#### [ACTION ITEM]
A line belongs in the answer if it contains "position"; copy every such line from the entries below.
━━━━━━━━
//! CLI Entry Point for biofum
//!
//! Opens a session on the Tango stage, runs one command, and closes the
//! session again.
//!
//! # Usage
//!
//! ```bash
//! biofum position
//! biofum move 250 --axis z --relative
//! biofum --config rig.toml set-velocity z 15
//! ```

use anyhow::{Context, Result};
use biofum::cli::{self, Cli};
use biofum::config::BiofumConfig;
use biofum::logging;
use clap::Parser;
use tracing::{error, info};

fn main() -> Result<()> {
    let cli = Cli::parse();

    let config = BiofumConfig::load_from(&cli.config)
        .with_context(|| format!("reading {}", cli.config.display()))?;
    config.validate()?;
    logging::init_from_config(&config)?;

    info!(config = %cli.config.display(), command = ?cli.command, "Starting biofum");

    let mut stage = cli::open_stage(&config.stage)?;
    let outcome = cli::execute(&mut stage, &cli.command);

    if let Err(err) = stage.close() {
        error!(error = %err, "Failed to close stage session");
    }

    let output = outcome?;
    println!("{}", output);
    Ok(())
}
━━━━━━━━
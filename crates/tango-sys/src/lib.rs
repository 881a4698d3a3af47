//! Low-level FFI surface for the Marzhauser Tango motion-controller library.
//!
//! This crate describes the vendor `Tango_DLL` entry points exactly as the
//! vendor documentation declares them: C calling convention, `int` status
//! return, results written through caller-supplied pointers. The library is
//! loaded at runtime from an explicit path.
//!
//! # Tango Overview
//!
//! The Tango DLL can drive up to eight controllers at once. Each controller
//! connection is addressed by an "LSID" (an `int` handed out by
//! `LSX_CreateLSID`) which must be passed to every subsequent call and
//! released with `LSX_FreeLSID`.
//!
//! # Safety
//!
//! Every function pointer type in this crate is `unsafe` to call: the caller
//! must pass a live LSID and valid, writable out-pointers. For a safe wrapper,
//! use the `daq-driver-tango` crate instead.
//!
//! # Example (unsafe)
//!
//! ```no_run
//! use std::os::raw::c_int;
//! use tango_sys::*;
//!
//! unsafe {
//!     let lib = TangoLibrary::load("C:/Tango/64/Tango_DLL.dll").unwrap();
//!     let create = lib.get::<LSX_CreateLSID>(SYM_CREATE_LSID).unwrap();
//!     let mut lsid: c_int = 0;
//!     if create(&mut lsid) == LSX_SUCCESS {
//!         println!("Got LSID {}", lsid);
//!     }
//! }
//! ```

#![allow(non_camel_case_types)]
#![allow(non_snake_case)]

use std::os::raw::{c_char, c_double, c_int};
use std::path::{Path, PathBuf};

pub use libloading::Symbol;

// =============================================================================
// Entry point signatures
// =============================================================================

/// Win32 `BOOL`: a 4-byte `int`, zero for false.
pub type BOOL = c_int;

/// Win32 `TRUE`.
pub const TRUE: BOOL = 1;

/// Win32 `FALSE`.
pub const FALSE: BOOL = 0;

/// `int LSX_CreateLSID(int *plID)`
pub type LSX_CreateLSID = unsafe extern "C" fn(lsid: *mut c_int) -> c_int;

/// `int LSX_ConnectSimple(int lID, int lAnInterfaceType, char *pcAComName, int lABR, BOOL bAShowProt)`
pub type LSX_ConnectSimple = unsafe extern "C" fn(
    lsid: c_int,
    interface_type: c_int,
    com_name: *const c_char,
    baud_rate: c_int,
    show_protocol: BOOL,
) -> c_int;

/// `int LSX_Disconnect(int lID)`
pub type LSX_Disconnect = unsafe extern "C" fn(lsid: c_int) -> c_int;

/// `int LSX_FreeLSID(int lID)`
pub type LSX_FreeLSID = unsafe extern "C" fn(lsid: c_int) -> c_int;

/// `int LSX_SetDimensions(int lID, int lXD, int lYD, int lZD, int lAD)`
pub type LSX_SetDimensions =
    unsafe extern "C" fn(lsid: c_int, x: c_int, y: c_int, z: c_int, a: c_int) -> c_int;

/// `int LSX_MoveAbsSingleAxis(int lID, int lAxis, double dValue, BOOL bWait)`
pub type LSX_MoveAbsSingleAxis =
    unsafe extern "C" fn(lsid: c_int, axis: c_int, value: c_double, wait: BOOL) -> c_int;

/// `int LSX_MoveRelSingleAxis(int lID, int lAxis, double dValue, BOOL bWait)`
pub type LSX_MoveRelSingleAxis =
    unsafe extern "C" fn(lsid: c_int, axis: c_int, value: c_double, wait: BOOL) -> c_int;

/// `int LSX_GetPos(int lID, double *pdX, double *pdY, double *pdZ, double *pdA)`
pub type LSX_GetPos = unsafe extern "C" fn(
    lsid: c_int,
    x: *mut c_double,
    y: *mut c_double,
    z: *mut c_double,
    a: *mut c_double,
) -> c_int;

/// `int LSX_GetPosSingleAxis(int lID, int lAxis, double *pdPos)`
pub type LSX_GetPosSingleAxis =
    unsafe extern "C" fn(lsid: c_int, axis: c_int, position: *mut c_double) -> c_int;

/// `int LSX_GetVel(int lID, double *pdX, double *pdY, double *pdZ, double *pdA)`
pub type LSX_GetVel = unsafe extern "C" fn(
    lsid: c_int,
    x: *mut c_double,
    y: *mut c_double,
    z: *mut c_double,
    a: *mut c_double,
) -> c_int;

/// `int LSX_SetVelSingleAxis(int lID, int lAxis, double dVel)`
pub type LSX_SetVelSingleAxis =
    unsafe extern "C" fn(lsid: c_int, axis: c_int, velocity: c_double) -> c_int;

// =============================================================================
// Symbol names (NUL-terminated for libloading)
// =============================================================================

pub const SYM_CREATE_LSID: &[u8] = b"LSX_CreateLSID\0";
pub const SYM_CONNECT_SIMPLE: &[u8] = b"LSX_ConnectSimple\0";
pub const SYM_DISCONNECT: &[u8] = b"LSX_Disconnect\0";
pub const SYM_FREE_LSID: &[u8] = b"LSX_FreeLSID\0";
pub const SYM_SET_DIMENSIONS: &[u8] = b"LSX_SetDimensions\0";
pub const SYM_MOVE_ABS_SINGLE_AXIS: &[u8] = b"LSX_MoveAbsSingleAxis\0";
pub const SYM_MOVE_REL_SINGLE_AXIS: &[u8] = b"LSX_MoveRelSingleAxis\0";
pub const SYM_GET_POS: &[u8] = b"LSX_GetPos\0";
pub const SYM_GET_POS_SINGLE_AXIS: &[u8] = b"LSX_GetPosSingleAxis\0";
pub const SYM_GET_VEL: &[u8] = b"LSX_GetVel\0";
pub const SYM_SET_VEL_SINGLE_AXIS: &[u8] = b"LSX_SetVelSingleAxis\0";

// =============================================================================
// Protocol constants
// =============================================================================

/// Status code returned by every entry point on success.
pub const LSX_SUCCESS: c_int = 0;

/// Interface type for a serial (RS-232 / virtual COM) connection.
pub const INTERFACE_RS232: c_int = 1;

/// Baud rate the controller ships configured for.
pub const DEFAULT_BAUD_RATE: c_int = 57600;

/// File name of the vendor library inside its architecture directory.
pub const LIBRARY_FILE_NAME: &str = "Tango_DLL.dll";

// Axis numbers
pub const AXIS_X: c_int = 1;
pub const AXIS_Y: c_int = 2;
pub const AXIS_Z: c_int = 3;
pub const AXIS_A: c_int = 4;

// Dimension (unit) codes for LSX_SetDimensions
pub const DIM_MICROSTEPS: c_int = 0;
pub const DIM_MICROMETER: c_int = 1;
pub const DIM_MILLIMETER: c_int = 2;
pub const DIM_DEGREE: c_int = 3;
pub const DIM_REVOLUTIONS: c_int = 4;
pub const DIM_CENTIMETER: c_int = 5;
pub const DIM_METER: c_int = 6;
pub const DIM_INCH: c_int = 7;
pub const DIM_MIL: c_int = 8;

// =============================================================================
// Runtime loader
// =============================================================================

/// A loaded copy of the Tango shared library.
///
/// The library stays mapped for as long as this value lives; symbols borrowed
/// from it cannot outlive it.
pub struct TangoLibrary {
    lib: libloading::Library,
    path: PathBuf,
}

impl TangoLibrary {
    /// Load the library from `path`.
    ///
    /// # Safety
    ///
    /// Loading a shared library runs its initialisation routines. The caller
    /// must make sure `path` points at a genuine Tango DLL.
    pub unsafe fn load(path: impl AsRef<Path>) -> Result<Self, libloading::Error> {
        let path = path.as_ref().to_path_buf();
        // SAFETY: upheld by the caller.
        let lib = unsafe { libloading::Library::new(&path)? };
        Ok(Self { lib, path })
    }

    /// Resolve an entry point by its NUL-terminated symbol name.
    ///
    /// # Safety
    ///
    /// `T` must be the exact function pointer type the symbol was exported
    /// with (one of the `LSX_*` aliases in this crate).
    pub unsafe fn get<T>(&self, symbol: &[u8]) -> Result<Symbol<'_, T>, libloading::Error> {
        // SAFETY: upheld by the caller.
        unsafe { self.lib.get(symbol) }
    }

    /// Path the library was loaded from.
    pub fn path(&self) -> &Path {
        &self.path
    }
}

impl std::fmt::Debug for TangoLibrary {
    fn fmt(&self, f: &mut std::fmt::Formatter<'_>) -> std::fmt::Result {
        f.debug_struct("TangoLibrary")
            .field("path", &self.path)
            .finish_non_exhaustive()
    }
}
━━━━━━━━
#### [ANSWER TO THIS EXERCISE]
//! biofum position
    unsafe extern "C" fn(lsid: c_int, axis: c_int, position: *mut c_double) -> c_int;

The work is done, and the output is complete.